During World War Two, Charlton worked as a war artist with a series of short-term contracts from the War Artists' Advisory Committee to paint industrial scenes and also some portraits.

In about 1945 Charlton was appointed Her Majesty's Inspector of Art for Wales, inspecting art colleges. In 1962 he was appointed Staff Inspector of Art, with his remit covering all the art colleges in England and Wales. He retired from the Civil Service in 1964.

Charlton continued to paint and draw during his career as a teacher and a college inspector, and in retirement he painted full-time and was able to contribute to a number of exhibitions, including at the Royal West of England Academy, the New English Art Club and the Welsh Arts Council.
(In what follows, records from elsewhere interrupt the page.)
// libs/shared/models/src/appointment.rs

use std::fmt;

use chrono::NaiveDateTime;
use serde::{Deserialize, Serialize};
use uuid::Uuid;

use crate::professional::Professional;

#[derive(Debug, Clone, Serialize, Deserialize)]
#[serde(rename_all = "camelCase")]
pub struct Appointment {
    pub id: Uuid,
    pub patient_id: Uuid,
    pub professional_id: Uuid,
    pub appointment_date_time: NaiveDateTime,
    /// Redundant copy of the consumed inventory slot. Kept in lockstep with
    /// `appointment_date_time`; both move together on reschedule.
    pub time_slot: NaiveDateTime,
    pub status: AppointmentStatus,
    pub reason: Option<String>,
    pub notes: Option<String>,
    /// Fee snapshotted from the professional at booking time.
    pub consultation_fee: Option<f64>,
    pub created_at: NaiveDateTime,
    pub updated_at: NaiveDateTime,
}

impl Appointment {
    pub fn new(
        patient_id: Uuid,
        professional: &Professional,
        time_slot: NaiveDateTime,
        reason: Option<String>,
        now: NaiveDateTime,
    ) -> Self {
        Self {
            id: Uuid::new_v4(),
            patient_id,
            professional_id: professional.id,
            appointment_date_time: time_slot,
            time_slot,
            status: AppointmentStatus::Scheduled,
            reason,
            notes: None,
            consultation_fee: professional.consultation_fee,
            created_at: now,
            updated_at: now,
        }
    }

    pub fn can_be_cancelled(&self) -> bool {
        matches!(
            self.status,
            AppointmentStatus::Scheduled | AppointmentStatus::Confirmed
        )
    }

    pub fn can_be_modified_by(&self, user_id: Uuid) -> bool {
        self.patient_id == user_id && self.can_be_cancelled()
    }

    /// Live appointments hold their slot: the timestamp must not reappear in
    /// the professional's inventory while one exists.
    pub fn is_live(&self) -> bool {
        matches!(
            self.status,
            AppointmentStatus::Scheduled | AppointmentStatus::Confirmed
        )
    }

    pub fn set_status(&mut self, status: AppointmentStatus, now: NaiveDateTime) {
        self.status = status;
        self.updated_at = now;
    }
}

#[derive(Debug, Clone, Copy, Serialize, Deserialize, PartialEq, Eq)]
#[serde(rename_all = "snake_case")]
pub enum AppointmentStatus {
    Scheduled,
    Confirmed,
    Completed,
    Cancelled,
    NoShow,
}

impl fmt::Display for AppointmentStatus {
    fn fmt(&self, f: &mut fmt::Formatter<'_>) -> fmt::Result {
        match self {
            AppointmentStatus::Scheduled => write!(f, "scheduled"),
            AppointmentStatus::Confirmed => write!(f, "confirmed"),
            AppointmentStatus::Completed => write!(f, "completed"),
            AppointmentStatus::Cancelled => write!(f, "cancelled"),
            AppointmentStatus::NoShow => write!(f, "no_show"),
        }
    }
}
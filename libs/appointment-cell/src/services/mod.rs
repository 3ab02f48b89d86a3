pub mod booking;
pub mod lifecycle;

pub use booking::AppointmentBookingService;
pub use lifecycle::{AppointmentLifecycleRules, AppointmentLifecycleService};
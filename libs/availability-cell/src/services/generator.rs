// libs/availability-cell/src/services/generator.rs

use std::collections::BTreeSet;
use std::sync::Arc;

use chrono::{Datelike, NaiveDate, NaiveDateTime};
use tracing::{debug, info};
use uuid::Uuid;

use shared_config::AppConfig;
use shared_models::AvailabilityRange;
use shared_store::{AppointmentStore, ProfessionalLocks, ProfessionalStore};
use shared_utils::time::{slot_times, window_dates};
use shared_utils::Clock;

use crate::models::{AvailabilityError, RegenerationSummary};

/// Expands recurring availability ranges into concrete future slots and folds
/// them into the professional's inventory.
pub struct SlotGeneratorService {
    professionals: Arc<dyn ProfessionalStore>,
    appointments: Arc<dyn AppointmentStore>,
    locks: Arc<ProfessionalLocks>,
    clock: Arc<dyn Clock>,
    window_days: u32,
}

impl SlotGeneratorService {
    pub fn new(
        config: &AppConfig,
        professionals: Arc<dyn ProfessionalStore>,
        appointments: Arc<dyn AppointmentStore>,
        locks: Arc<ProfessionalLocks>,
        clock: Arc<dyn Clock>,
    ) -> Self {
        Self {
            professionals,
            appointments,
            locks,
            clock,
            window_days: config.slot_window_days,
        }
    }

    /// Pure range expansion over the inclusive window
    /// `[window_start, window_start + window_days]`.
    ///
    /// Emits one timestamp per interval step with the step strictly before the
    /// range's end time, keeps only timestamps strictly after `now`, and
    /// deduplicates by construction: overlapping ranges collapse to one slot.
    pub fn expand_ranges(
        ranges: &[AvailabilityRange],
        window_start: NaiveDate,
        window_days: u32,
        now: NaiveDateTime,
    ) -> BTreeSet<NaiveDateTime> {
        let mut slots = BTreeSet::new();
        if ranges.is_empty() {
            return slots;
        }

        for date in window_dates(window_start, window_days) {
            for range in ranges.iter().filter(|r| r.day_of_week == date.weekday()) {
                for time in slot_times(range.start_time, range.end_time, range.interval_minutes) {
                    let timestamp = date.and_time(time);
                    if timestamp > now {
                        slots.insert(timestamp);
                    }
                }
            }
        }

        slots
    }

    /// Additive regeneration under the professional's scheduling lock.
    ///
    /// Candidates held by a live appointment are withheld so regeneration can
    /// never resurrect a consumed slot, past inventory entries are pruned, and
    /// everything else is unioned in. Manually added future slots survive.
    pub async fn regenerate_slots(
        &self,
        professional_id: Uuid,
    ) -> Result<RegenerationSummary, AvailabilityError> {
        let _guard = self.locks.acquire(professional_id).await;

        let now = self.clock.now();
        let mut professional = self
            .professionals
            .find_by_id(professional_id)
            .await?
            .ok_or(AvailabilityError::ProfessionalNotFound)?;

        debug!(
            "Regenerating slots for professional {} from {} ranges",
            professional_id,
            professional.availability_ranges.len()
        );

        let window_start = now.date();
        let candidates = Self::expand_ranges(
            &professional.availability_ranges,
            window_start,
            self.window_days,
            now,
        );

        // Timestamps already consumed by a live appointment must not reappear
        // as bookable.
        let window_end = window_dates(window_start, self.window_days)
            .last()
            .copied()
            .unwrap_or(window_start)
            .and_hms_opt(23, 59, 59)
            .unwrap_or(now);
        let booked: BTreeSet<NaiveDateTime> = self
            .appointments
            .find_by_professional_between(professional_id, now, window_end)
            .await?
            .into_iter()
            .filter(|a| a.is_live())
            .map(|a| a.time_slot)
            .collect();

        let before = professional.available_time_slots.len();
        professional.available_time_slots.retain(|slot| *slot > now);
        let pruned_past = before - professional.available_time_slots.len();

        let mut added = 0;
        let mut skipped_booked = 0;
        for timestamp in &candidates {
            if booked.contains(timestamp) {
                skipped_booked += 1;
                continue;
            }
            if professional.add_time_slot(*timestamp) {
                added += 1;
            }
        }

        professional.touch(now);
        self.professionals.save(&professional).await?;

        let summary = RegenerationSummary {
            candidates: candidates.len(),
            added,
            skipped_booked,
            pruned_past,
            total_slots: professional.available_time_slots.len(),
        };
        info!(
            "Regenerated slots for professional {}: {} added, {} booked skipped, {} past pruned, {} total",
            professional_id, summary.added, summary.skipped_booked, summary.pruned_past, summary.total_slots
        );

        Ok(summary)
    }
}
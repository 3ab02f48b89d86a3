// libs/appointment-cell/src/services/lifecycle.rs

use chrono::{Duration, NaiveDateTime};
use tracing::{debug, warn};

use shared_models::AppointmentStatus;

use crate::models::AppointmentError;

/// Business rules for the appointment lifecycle.
#[derive(Debug, Clone)]
pub struct AppointmentLifecycleRules {
    /// Minutes past the scheduled start before a confirmed appointment may be
    /// marked as a no-show.
    pub no_show_threshold_minutes: i64,
}

impl Default for AppointmentLifecycleRules {
    fn default() -> Self {
        Self {
            no_show_threshold_minutes: 30,
        }
    }
}

pub struct AppointmentLifecycleService {
    rules: AppointmentLifecycleRules,
}

impl AppointmentLifecycleService {
    pub fn new() -> Self {
        Self {
            rules: AppointmentLifecycleRules::default(),
        }
    }

    pub fn with_rules(rules: AppointmentLifecycleRules) -> Self {
        Self { rules }
    }

    /// Validate that a status transition is allowed
    pub fn validate_status_transition(
        &self,
        current_status: AppointmentStatus,
        new_status: AppointmentStatus,
    ) -> Result<(), AppointmentError> {
        debug!(
            "Validating status transition from {} to {}",
            current_status, new_status
        );

        if !self.valid_transitions(current_status).contains(&new_status) {
            warn!(
                "Invalid status transition attempted: {} -> {}",
                current_status, new_status
            );
            return Err(AppointmentError::InvalidStatusTransition(current_status));
        }

        Ok(())
    }

    /// All valid next statuses for a given current status
    pub fn valid_transitions(&self, current_status: AppointmentStatus) -> Vec<AppointmentStatus> {
        match current_status {
            AppointmentStatus::Scheduled => vec![
                AppointmentStatus::Confirmed,
                AppointmentStatus::Cancelled,
            ],
            AppointmentStatus::Confirmed => vec![
                AppointmentStatus::Completed,
                AppointmentStatus::Cancelled,
                AppointmentStatus::NoShow,
            ],
            // Terminal states - no transitions allowed
            AppointmentStatus::Completed
            | AppointmentStatus::Cancelled
            | AppointmentStatus::NoShow => vec![],
        }
    }

    /// A confirmed appointment whose start time lies more than the no-show
    /// threshold in the past is eligible for the no-show mark.
    pub fn should_mark_no_show(
        &self,
        current_status: AppointmentStatus,
        scheduled_start: NaiveDateTime,
        now: NaiveDateTime,
    ) -> bool {
        if current_status != AppointmentStatus::Confirmed {
            return false;
        }

        let threshold = scheduled_start + Duration::minutes(self.rules.no_show_threshold_minutes);
        now > threshold
    }
}

impl Default for AppointmentLifecycleService {
    fn default() -> Self {
        Self::new()
    }
}
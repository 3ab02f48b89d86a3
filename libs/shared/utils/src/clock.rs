// libs/shared/utils/src/clock.rs

use chrono::{Local, NaiveDateTime};

/// Injectable "now" provider. Slot generation, booking, and availability
/// queries all go through this seam instead of reading the wall clock, so
/// time-dependent behavior stays testable.
pub trait Clock: Send + Sync {
    fn now(&self) -> NaiveDateTime;
}

/// Wall-clock implementation. Slots are identified by local datetimes, so the
/// system clock reports local time.
#[derive(Debug, Clone, Default)]
pub struct SystemClock;

impl Clock for SystemClock {
    fn now(&self) -> NaiveDateTime {
        Local::now().naive_local()
    }
}

/// Fixed-instant clock for tests.
#[derive(Debug, Clone)]
pub struct FixedClock {
    now: NaiveDateTime,
}

impl FixedClock {
    pub fn new(now: NaiveDateTime) -> Self {
        Self { now }
    }
}

impl Clock for FixedClock {
    fn now(&self) -> NaiveDateTime {
        self.now
    }
}
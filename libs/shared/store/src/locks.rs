// libs/shared/store/src/locks.rs

use std::collections::HashMap;
use std::sync::Arc;

use tokio::sync::{Mutex, OwnedMutexGuard};
use tracing::debug;
use uuid::Uuid;

/// Per-professional mutual exclusion for the booking and regeneration
/// critical sections. The check-free/consume-slot/create-appointment sequence
/// (and its cancel mirror) must be atomic per professional; everything that
/// mutates a professional's inventory takes this lock first.
#[derive(Default)]
pub struct ProfessionalLocks {
    locks: Mutex<HashMap<Uuid, Arc<Mutex<()>>>>,
}

impl ProfessionalLocks {
    pub fn new() -> Self {
        Self::default()
    }

    /// Blocks until the professional's lock is free. The guard releases the
    /// critical section on drop.
    pub async fn acquire(&self, professional_id: Uuid) -> OwnedMutexGuard<()> {
        let lock = {
            let mut registry = self.locks.lock().await;
            registry
                .entry(professional_id)
                .or_insert_with(|| Arc::new(Mutex::new(())))
                .clone()
        };

        debug!("Acquiring scheduling lock for professional {}", professional_id);
        lock.lock_owned().await
    }
}

#[cfg(test)]
mod tests {
    use super::*;

    #[tokio::test]
    async fn lock_serializes_access_per_professional() {
        let locks = Arc::new(ProfessionalLocks::new());
        let professional_id = Uuid::new_v4();

        let guard = locks.acquire(professional_id).await;
        let contender = {
            let locks = Arc::clone(&locks);
            tokio::spawn(async move { locks.acquire(professional_id).await })
        };

        // The second acquire must not complete while the guard is held.
        tokio::task::yield_now().await;
        assert!(!contender.is_finished());

        drop(guard);
        contender.await.expect("contender task panicked");
    }

    #[tokio::test]
    async fn different_professionals_do_not_contend() {
        let locks = ProfessionalLocks::new();
        let _first = locks.acquire(Uuid::new_v4()).await;
        let _second = locks.acquire(Uuid::new_v4()).await;
    }
}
Charlton died in Porthkerry, South Glamorgan, where he had lived for several years. A memorial exhibition of his work was held at the National Museum of Wales in Cardiff in 1985. Cardiff Metropolitan University, the successor of Cardiff School of Art, issues the Evan and Felicity Charlton Travel Award annually, in memory of Charlton and his wife, the artist Felicity Charlton.

==Style==
Charlton painted in a realistic style, and is known for invented landscapes and interiors with a surrealist atmosphere. During his years as an art school inspector he painted privately for himself, isolated from the criticism of the contemporary art world and its preference for abstract and semi-abstract styles. As with many realistic artists of the period, he was influenced by de Chirico, whose work had been exhibited in London in 1928, and the perspectives and architecture in Charlton's work show this influence. Charlton was also influenced by Leonardo and by the old masters in the National Gallery, following their conventions of perspective and composition, with a figure often placed at the golden section.